Por outro lado, a região é um verdadeiro tesouro de recursos naturais. Tem carvão, gás natural, ouro, diamantes e minério de ferro. Diferente de outras áreas com permafrost, como o Alasca e a Groenlândia, a Rússia tem sido bem ativa na mineração dessas terras congeladas. Eles estão cavando buracos por todos os lados!

Mas há um porém. Alguns cientistas estão preocupados com a tecnologia que a Rússia está usando, como a central nuclear flutuante Akademik Lomonosov. Essa tecnologia pode transformar áreas inacessíveis ao longo da costa siberiana em centros de mineração, à medida que as rotas sem gelo pelo Círculo Ártico se tornam mais acessíveis. O problema é que essa exploração mais profunda, além da camada que descongela no verão, aumenta o risco de contato humano com antigos agentes patogênicos prejudiciais. É um dilema complicado: enquanto caçamos a próxima grande ameaça para a humanidade, podemos inadvertidamente espalhar o perigo.
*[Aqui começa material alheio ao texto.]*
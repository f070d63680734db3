mod adapters;
pub mod api;
pub mod config;
pub mod error;
mod logic;
pub mod model;
pub mod ports;
pub mod use_cases;

// Re-export commonly used types
pub use config::ProvisionConfig;
pub use error::{ProvisionError, ProvisionResult};

// Re-export public API
pub use api::{provision, provision_with_config};
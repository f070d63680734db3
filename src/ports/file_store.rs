//! FileStore trait - capability to read and mutate host files

use std::path::Path;

use crate::error::ProvisionResult;
use crate::model::Owner;

/// Facts about an existing path
#[derive(Debug, Clone, Copy, PartialEq, Eq)]
pub struct FileInfo {
    /// Permission bits (`0o7777` mask)
    pub mode: u32,
    pub owner: Owner,
    pub len: u64,
    pub is_dir: bool,
    pub is_symlink: bool,
}

/// Capability to read and mutate host files
///
/// Reads never change state. Every mutating method is a single step that
/// either fully happens or does not happen at all.
pub trait FileStore {
    /// Read a whole file, `None` if it does not exist
    fn read(&self, path: &Path) -> ProvisionResult<Option<Vec<u8>>>;

    /// Metadata of a path itself, `None` if it does not exist
    ///
    /// A symbolic link is reported as such, dangling or not; it is never
    /// followed.
    fn metadata(&self, path: &Path) -> ProvisionResult<Option<FileInfo>>;

    fn exists(&self, path: &Path) -> bool {
        matches!(self.metadata(path), Ok(Some(_)))
    }

    /// Replace `path` with `contents`
    ///
    /// The data goes to a temporary file in the same directory, is synced,
    /// and is renamed over `path`. Readers observe either the old or the new
    /// content, never a mix. A symbolic link at `path` is replaced, never written through.
    fn write_atomic(&mut self, path: &Path, contents: &[u8], mode: u32) -> ProvisionResult<()>;

    /// Like `write_atomic`, with the file handed to `owner` before it
    /// becomes visible at `path`
    ///
    /// Mode and owner are applied to the open temporary file, not by path.
    fn write_atomic_owned(
        &mut self,
        path: &Path,
        contents: &[u8],
        mode: u32,
        owner: Owner,
    ) -> ProvisionResult<()>;

    /// Create a directory and any missing parents
    fn create_dir_all(&mut self, path: &Path) -> ProvisionResult<()>;

    /// Change the owner of `path` itself; a symbolic link is not followed
    fn set_owner(&mut self, path: &Path, owner: Owner) -> ProvisionResult<()>;

    /// Remove a file or symbolic link; removing a missing file succeeds
    fn remove_file(&mut self, path: &Path) -> ProvisionResult<()>;
}
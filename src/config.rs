//! Provisioning configuration
//!
//! `ProvisionConfig::default()` carries the production paths and package
//! sets for Debian on WSL. Tests point the paths at scratch locations.

use std::ffi::OsString;
use std::path::{Path, PathBuf};

use crate::model::{DeviceGlob, DeviceRule, PackageName, RunMode, TargetUser};

/// Everything a provisioning run needs to know about the host layout
#[derive(Debug, Clone, PartialEq, Eq)]
pub struct ProvisionConfig {
    pub mode: RunMode,
    /// Account to enroll, from `--user`
    pub user: Option<String>,
    /// `SUDO_USER` of the invoking environment
    pub sudo_user: Option<String>,
    /// Device nodes that prove the key is visible
    pub device_glob: DeviceGlob,
    /// Installed before enrollment
    pub enroll_packages: Vec<PackageName>,
    /// Installed after enrollment, before the PAM edit
    pub pam_packages: Vec<PackageName>,
    /// Tools checked during preflight
    pub tools: Vec<String>,
    pub device_rule: DeviceRule,
    pub pam_policy: PathBuf,
    /// Lines the requirement is inserted before, first match wins
    pub pam_anchors: Vec<String>,
    /// Credential file relative to the target user's home
    pub credential_file: PathBuf,
    pub enrollment_program: String,
    /// Kernel version string used for WSL detection
    pub proc_version: PathBuf,
}

impl Default for ProvisionConfig {
    fn default() -> Self {
        Self {
            mode: RunMode::Apply,
            user: None,
            sudo_user: None,
            device_glob: DeviceGlob::default_hidraw(),
            enroll_packages: ["usbutils", "libfido2-1", "udev", "pamu2fcfg"]
                .into_iter()
                .map(PackageName::known)
                .collect(),
            pam_packages: ["libpam-u2f", "libfido2-dev"]
                .into_iter()
                .map(PackageName::known)
                .collect(),
            tools: vec!["pamu2fcfg".to_string(), "udevadm".to_string()],
            device_rule: DeviceRule::yubico_fido(),
            pam_policy: PathBuf::from("/etc/pam.d/sudo"),
            pam_anchors: vec![
                "@include common-auth".to_string(),
                "auth required pam_unix.so".to_string(),
                "auth include system-auth".to_string(),
                "auth substack system-auth".to_string(),
            ],
            credential_file: PathBuf::from(".config/Yubico/u2f_keys"),
            enrollment_program: "pamu2fcfg".to_string(),
            proc_version: PathBuf::from("/proc/version"),
        }
    }
}

impl ProvisionConfig {
    pub fn with_mode(mut self, mode: RunMode) -> Self {
        self.mode = mode;
        self
    }

    pub fn with_user(mut self, user: Option<String>) -> Self {
        self.user = user;
        self
    }

    pub fn with_sudo_user(mut self, sudo_user: Option<String>) -> Self {
        self.sudo_user = sudo_user;
        self
    }

    /// Backup of the policy file, e.g. `/etc/pam.d/sudo.bak`
    pub fn pam_backup(&self) -> PathBuf {
        with_extra_suffix(&self.pam_policy, ".bak")
    }

    pub fn credential_path(&self, user: &TargetUser) -> PathBuf {
        user.home.join(&self.credential_file)
    }
}

/// `/a/b` + `.tmp` -> `/a/b.tmp`, keeping any existing extension
pub(crate) fn with_extra_suffix(path: &Path, suffix: &str) -> PathBuf {
    let mut name = path
        .file_name()
        .map(OsString::from)
        .unwrap_or_default();
    name.push(suffix);
    path.with_file_name(name)
}
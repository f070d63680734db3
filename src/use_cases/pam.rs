//! PAM policy editing use case

use std::io;
use std::path::{Path, PathBuf};

use tracing::{debug, info};

use super::enrollment::Credential;
use crate::config::ProvisionConfig;
use crate::error::{EnrollmentError, FilesystemError, ProvisionError, ProvisionResult};
use crate::logic::{insert_requirement, is_configured, requirement_line, stale_entries};
use crate::model::StepStatus;
use crate::ports::FileStore;

/// Edits one PAM policy file so it requires the hardware key
#[derive(Debug, Clone, PartialEq, Eq)]
pub struct PamStackEditor {
    policy: PathBuf,
    backup: PathBuf,
    anchors: Vec<String>,
    required: String,
}

impl PamStackEditor {
    /// Editor for the configured policy, requiring the credential at `authfile`
    pub fn new(config: &ProvisionConfig, authfile: &Path) -> Self {
        Self {
            policy: config.pam_policy.clone(),
            backup: config.pam_backup(),
            anchors: config.pam_anchors.clone(),
            required: requirement_line(authfile),
        }
    }

    pub fn required_line(&self) -> &str {
        &self.required
    }

    fn read_policy<H: FileStore>(&self, host: &H) -> ProvisionResult<(String, u32)> {
        let contents = host.read(&self.policy)?.ok_or_else(|| {
            FilesystemError::new(
                "read",
                &self.policy,
                io::Error::from(io::ErrorKind::NotFound),
            )
        })?;
        let mode = host
            .metadata(&self.policy)?
            .map(|info| info.mode & 0o7777)
            .unwrap_or(0o644);
        // A lossy decode would rewrite any non-UTF-8 bytes on the next write
        let policy = String::from_utf8(contents).map_err(|err| {
            FilesystemError::new(
                "decode",
                &self.policy,
                io::Error::new(io::ErrorKind::InvalidData, err),
            )
        })?;
        Ok((policy, mode))
    }

    /// Whether the requirement line is already present
    pub fn is_configured<H: FileStore>(&self, host: &H) -> ProvisionResult<bool> {
        let (policy, _) = self.read_policy(host)?;
        Ok(is_configured(&policy, &self.required))
    }

    /// Copy the policy to its backup unless a backup already exists
    ///
    /// The first backup is the one worth keeping: later runs would only
    /// copy an already edited file over it.
    pub fn ensure_backup<H: FileStore>(&self, host: &mut H) -> ProvisionResult<StepStatus> {
        if host.exists(&self.backup) {
            info!("Backup {} already exists", self.backup.display());
            return Ok(StepStatus::Skipped);
        }
        let (policy, mode) = self.read_policy(&*host)?;
        host.write_atomic(&self.backup, policy.as_bytes(), mode)?;
        info!("Backed up {} to {}", self.policy.display(), self.backup.display());
        Ok(StepStatus::Applied)
    }

    /// Insert the requirement before the first anchor line
    ///
    /// # Errors
    ///
    /// `CredentialMissing` if the credential file is absent or empty, and
    /// `MissingAnchor` if no anchor line exists, and `FilesystemError` if
    /// the policy is missing or not valid UTF-8. The policy file is not
    /// touched in any of these cases.
    pub fn apply<H: FileStore>(&self, host: &mut H, credential: &Credential) -> ProvisionResult<StepStatus> {
        let (policy, mode) = self.read_policy(&*host)?;
        if is_configured(&policy, &self.required) {
            info!("{} already requires the hardware key", self.policy.display());
            return Ok(StepStatus::Skipped);
        }

        if !credential.is_planned() {
            let stored = host.read(credential.path())?.unwrap_or_default();
            if stored.iter().all(u8::is_ascii_whitespace) {
                return Err(EnrollmentError::CredentialMissing {
                    path: credential.path().to_path_buf(),
                }
                .into());
            }
        }

        let updated = insert_requirement(&policy, &self.required, &self.anchors).ok_or_else(|| {
            ProvisionError::MissingAnchor {
                path: self.policy.clone(),
                anchors: self.anchors.clone(),
            }
        })?;

        let stale = stale_entries(&policy, &self.required);
        if stale > 0 {
            debug!("Dropping {} outdated pam_u2f line(s)", stale);
        }

        host.write_atomic(&self.policy, updated.as_bytes(), mode)?;
        info!("{} now requires the hardware key", self.policy.display());
        Ok(StepStatus::Applied)
    }
}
E tem mais. Durante expedições de amostragem, há um alto potencial de contaminação cruzada. Por isso, algumas pessoas estão começando a defender abordagens menos proativas, que exigem menos recursos. É uma questão delicada, mas é preciso pensar bem antes de agir.

 Seria bom estabelecer uma forma especializada de acompanhar a população Inuit, por exemplo, para ver que tipo de doenças eles contraem. E se houver algo vindo do permafrost, seremos capazes de capturá-lo muito mais rapidamente — diz Claverie. 

As grandes organizações também estão a acordar para este risco. No início do mês de outubro, a Agência dos Estados Unidos para o Desenvolvimento Internacional abandonou o seu projeto de 125 milhões de dólares para caçar vírus no Sudeste Asiático, África e América Latina que poderiam potencialmente infectar seres humanos, devido a preocupações de que a própria investigação pudesse desencadear uma pandemia.

Entretanto, Claverie não regressará à Sibéria, independentemente do resultado da guerra. Ele diz que afirmou que o perigo existe e que expedições para descobrir mais segredos enterrados nas profundezas congeladas seriam uma loucura.

“Quanto mais velho você fica, melhor você se torna em filosofia. Talvez seja melhor deixar essas coisas de lado” afirmou.